When females have eggs and are ready to spawn they will have a small but noticeable bump where their vent is. It can easily be observed on the underside of the fish near the anal fin. In my experience the swelling is noticeable one to three days before spawning. So if you don't see the bump in the next couple days it's probably just a fat fish :fish:


----------



## brinkles (Jan 30, 2011)

This fish is eating well?


----------



## TXTank82 (Apr 10, 2013)

The fish is eating very well. I feed Omega One Cichlid Gold as well as crickets and mealworms as an occasional treat. Algae wafers once a week. I feed every morning and night and the fish are begging for more once they finish what they've had. The tank is 95 gallons and I do 1/3 to 1/2 water changes weekly-all parameters are within range and no one in the tank appears sickly. In the tank I have 3 juvenile Oscars (were 2" at the time of purchase and are now closer to 4" 6 weeks later), 2 convicts, 2 yellow lab possible hybrids, 2 blue zebra possible hybrids...oh and 2 snails. There has been no "aggression" thus far in the tank and everyone seems happy with the aquascaping (lots of rocks with tunnels and caves, plus plants). I am well aware that there will be a stand-off for territory in the near future and am working on purchasing a 200 gal tank for the pair of regular Tiger Oscars and will let the albino stay in this tank. The convicts will go into a 50 gallon, and the blue zebras/yellow labs will be heading into their own 50 gallon tank. I'm well experienced in raising fish, just not cichlids...I raised koi for nearly 10 years and felt the need for a change. I'll work on getting some pictures up ASAP.
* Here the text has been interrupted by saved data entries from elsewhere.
//! Query functions for the `generated_tasks` table -- the generation ledger.
//!
//! The ledger enforces at-most-once materialization through the unique index
//! on `generation_key`. [`insert_if_absent`] is the documented contract for
//! that mechanism: it either claims the key (returning the fresh row) or
//! reports that the key is already taken, and callers must treat the latter
//! as a normal outcome, not a failure.

use anyhow::{Context, Result};
use chrono::NaiveDate;
use sqlx::postgres::PgExecutor;
use sqlx::PgPool;
use uuid::Uuid;

use crate::models::{GeneratedTask, GenerationStatus};

/// Fields needed to create a ledger entry.
#[derive(Debug, Clone)]
pub struct NewLedgerEntry {
    pub template_id: Uuid,
    pub child_id: Uuid,
    pub household_id: Uuid,
    pub deadline: NaiveDate,
    pub generation_key: String,
    pub status: GenerationStatus,
}

/// Insert a ledger row keyed by `generation_key`, or do nothing if the key
/// already exists.
///
/// Returns `Some(row)` when this call claimed the key, `None` when another
/// insert (possibly from a concurrent sweep) got there first. The unique
/// index serializes racing callers; exactly one of them gets `Some`.
///
/// Accepts any executor so it can run inside a caller-owned transaction.
pub async fn insert_if_absent<'e>(
    executor: impl PgExecutor<'e>,
    entry: &NewLedgerEntry,
) -> Result<Option<GeneratedTask>> {
    let row = sqlx::query_as::<_, GeneratedTask>(
        "INSERT INTO generated_tasks \
             (template_id, child_id, household_id, deadline, generation_key, status) \
         VALUES ($1, $2, $3, $4, $5, $6) \
         ON CONFLICT (generation_key) DO NOTHING \
         RETURNING *",
    )
    .bind(entry.template_id)
    .bind(entry.child_id)
    .bind(entry.household_id)
    .bind(entry.deadline)
    .bind(&entry.generation_key)
    .bind(entry.status)
    .fetch_optional(executor)
    .await
    .context("failed to insert ledger entry")?;

    Ok(row)
}

/// Fetch a ledger entry by its generation key.
pub async fn get_by_generation_key(pool: &PgPool, key: &str) -> Result<Option<GeneratedTask>> {
    let row = sqlx::query_as::<_, GeneratedTask>(
        "SELECT * FROM generated_tasks WHERE generation_key = $1",
    )
    .bind(key)
    .fetch_optional(pool)
    .await
    .context("failed to fetch ledger entry by generation key")?;

    Ok(row)
}

/// Promote a `pending` entry to `created`, claiming it for materialization.
///
/// Returns the promoted row, or `None` when no pending entry exists under
/// the key (fresh key, or one already created/skipped/expired). The status
/// predicate doubles as optimistic locking: racing callers get at most one
/// `Some`.
///
/// Accepts any executor so promotion can share the materializing
/// transaction.
pub async fn promote_pending<'e>(
    executor: impl PgExecutor<'e>,
    generation_key: &str,
) -> Result<Option<GeneratedTask>> {
    let row = sqlx::query_as::<_, GeneratedTask>(
        "UPDATE generated_tasks \
         SET status = 'created' \
         WHERE generation_key = $1 AND status = 'pending' \
         RETURNING *",
    )
    .bind(generation_key)
    .fetch_optional(executor)
    .await
    .context("failed to promote pending ledger entry")?;

    Ok(row)
}

/// Mark a `pending` entry as `skipped`. Same claim semantics as
/// [`promote_pending`]; terminal entries are left untouched.
pub async fn skip_pending(pool: &PgPool, generation_key: &str) -> Result<Option<GeneratedTask>> {
    let row = sqlx::query_as::<_, GeneratedTask>(
        "UPDATE generated_tasks \
         SET status = 'skipped' \
         WHERE generation_key = $1 AND status = 'pending' \
         RETURNING *",
    )
    .bind(generation_key)
    .fetch_optional(pool)
    .await
    .context("failed to skip pending ledger entry")?;

    Ok(row)
}

/// Set the `task_id` backlink on a ledger entry after its task row exists.
///
/// Accepts any executor so materialization can run it in the same
/// transaction as the task insert.
pub async fn set_task_id<'e>(
    executor: impl PgExecutor<'e>,
    ledger_id: Uuid,
    task_id: Uuid,
) -> Result<()> {
    let result = sqlx::query("UPDATE generated_tasks SET task_id = $1 WHERE id = $2")
        .bind(task_id)
        .bind(ledger_id)
        .execute(executor)
        .await
        .context("failed to set task_id on ledger entry")?;

    if result.rows_affected() == 0 {
        anyhow::bail!("ledger entry {ledger_id} not found");
    }

    Ok(())
}

/// List all ledger entries for a child, newest deadline first.
pub async fn list_for_child(pool: &PgPool, child_id: Uuid) -> Result<Vec<GeneratedTask>> {
    let rows = sqlx::query_as::<_, GeneratedTask>(
        "SELECT * FROM generated_tasks WHERE child_id = $1 ORDER BY deadline DESC, created_at DESC",
    )
    .bind(child_id)
    .fetch_all(pool)
    .await
    .context("failed to list ledger entries for child")?;

    Ok(rows)
}

/// Transition `pending`, unacknowledged entries whose deadline has passed to
/// `expired`. Returns the expired rows.
///
/// The `status = 'pending'` predicate doubles as optimistic locking: an entry
/// that was concurrently materialized or skipped is left untouched.
pub async fn expire_overdue_pending(pool: &PgPool, as_of: NaiveDate) -> Result<Vec<GeneratedTask>> {
    let rows = sqlx::query_as::<_, GeneratedTask>(
        "UPDATE generated_tasks \
         SET status = 'expired' \
         WHERE status = 'pending' \
           AND acknowledged = FALSE \
           AND deadline < $1 \
         RETURNING *",
    )
    .bind(as_of)
    .fetch_all(pool)
    .await
    .context("failed to expire overdue pending entries")?;

    Ok(rows)
}

/// Mark a `created` entry as acknowledged by the consuming task subsystem.
///
/// Returns the number of rows affected (0 when the entry is missing or not
/// in `created` status).
pub async fn acknowledge(pool: &PgPool, ledger_id: Uuid, actor: &str) -> Result<u64> {
    let result = sqlx::query(
        "UPDATE generated_tasks \
         SET acknowledged = TRUE, acknowledged_at = NOW(), acknowledged_by = $1 \
         WHERE id = $2 AND status = 'created'",
    )
    .bind(actor)
    .bind(ledger_id)
    .execute(pool)
    .await
    .context("failed to acknowledge ledger entry")?;

    Ok(result.rows_affected())
}

/// Status counts over the whole ledger.
#[derive(Debug, Clone, Default)]
pub struct LedgerCounts {
    pub pending: i64,
    pub created: i64,
    pub skipped: i64,
    pub expired: i64,
    pub total: i64,
}

/// Count ledger entries by status.
pub async fn counts(pool: &PgPool) -> Result<LedgerCounts> {
    let rows: Vec<(String, i64)> = sqlx::query_as(
        "SELECT status::text, COUNT(*) as cnt FROM generated_tasks GROUP BY status",
    )
    .fetch_all(pool)
    .await
    .context("failed to count ledger entries")?;

    let mut out = LedgerCounts::default();
    for (status, count) in &rows {
        match status.as_str() {
            "pending" => out.pending = *count,
            "created" => out.created = *count,
            "skipped" => out.skipped = *count,
            "expired" => out.expired = *count,
            _ => {}
        }
        out.total += count;
    }
    Ok(out)
}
Thank you all for your replies!


----------



## DJRansome (Oct 29, 2005)

I'd feed less. 1X daily (if that) and what they can eat in 30 seconds. Being "well rounded" is not good for the fish. Skip the crickets and mealworms while the mbuna are in the tank. Mbuna are harem breeders...you want 1m:4f for many species...the ones you mention included. This will prevent the male from killing the female (hopefully) when they start spawning.


----------



## TXTank82 (Apr 10, 2013)

I'll cut their food back, I feed what they can eat in approximately 30 seconds, not the 2 minutes as recommended on the Omega One container.

With Koi, you are unable to sex them until they reach approximately 10" in length...how can I sex the fish I have to ensure the best outcome? I am NOT looking to keep the fry from any hybrid, as I know this bad practice and I don't have any desire to raising fry to begin with since I spend quite a bit of time in the hospital setting trying to kick cancer.

I'm uploading pictures now of the fish I could catch on camera...seems that once the flash comes out no one wants to be photographed!


----------



## TXTank82 (Apr 10, 2013)

I am seriously thinking about moving the convicts...the larger one of the two (one is about an inch long, and the other is about 2") keeps attacking me when I go replant the vegetation the fish love uprooting. Today while vacuuming gravel it was doing its best to nail me every chance it got. Of all the fish in the tank, they by far are the rulers.


----------



## TXTank82 (Apr 10, 2013)

Here's the fish in question. I've noticed that its color has changed quite a bit, from a dull blue when bought, to more of a yellow and blue. It was sold to me as your typical "Assorted African Cichlid." The kids helped name the fish...










Stitch, from a different angle...(will be so happy when my sand is ready to go in the tank, going with white sand hoping it'll bring out the colors in the fish)

















Sid, the albino Tiger Oscar...









Murphy, one of the labs that I think is a hybrid...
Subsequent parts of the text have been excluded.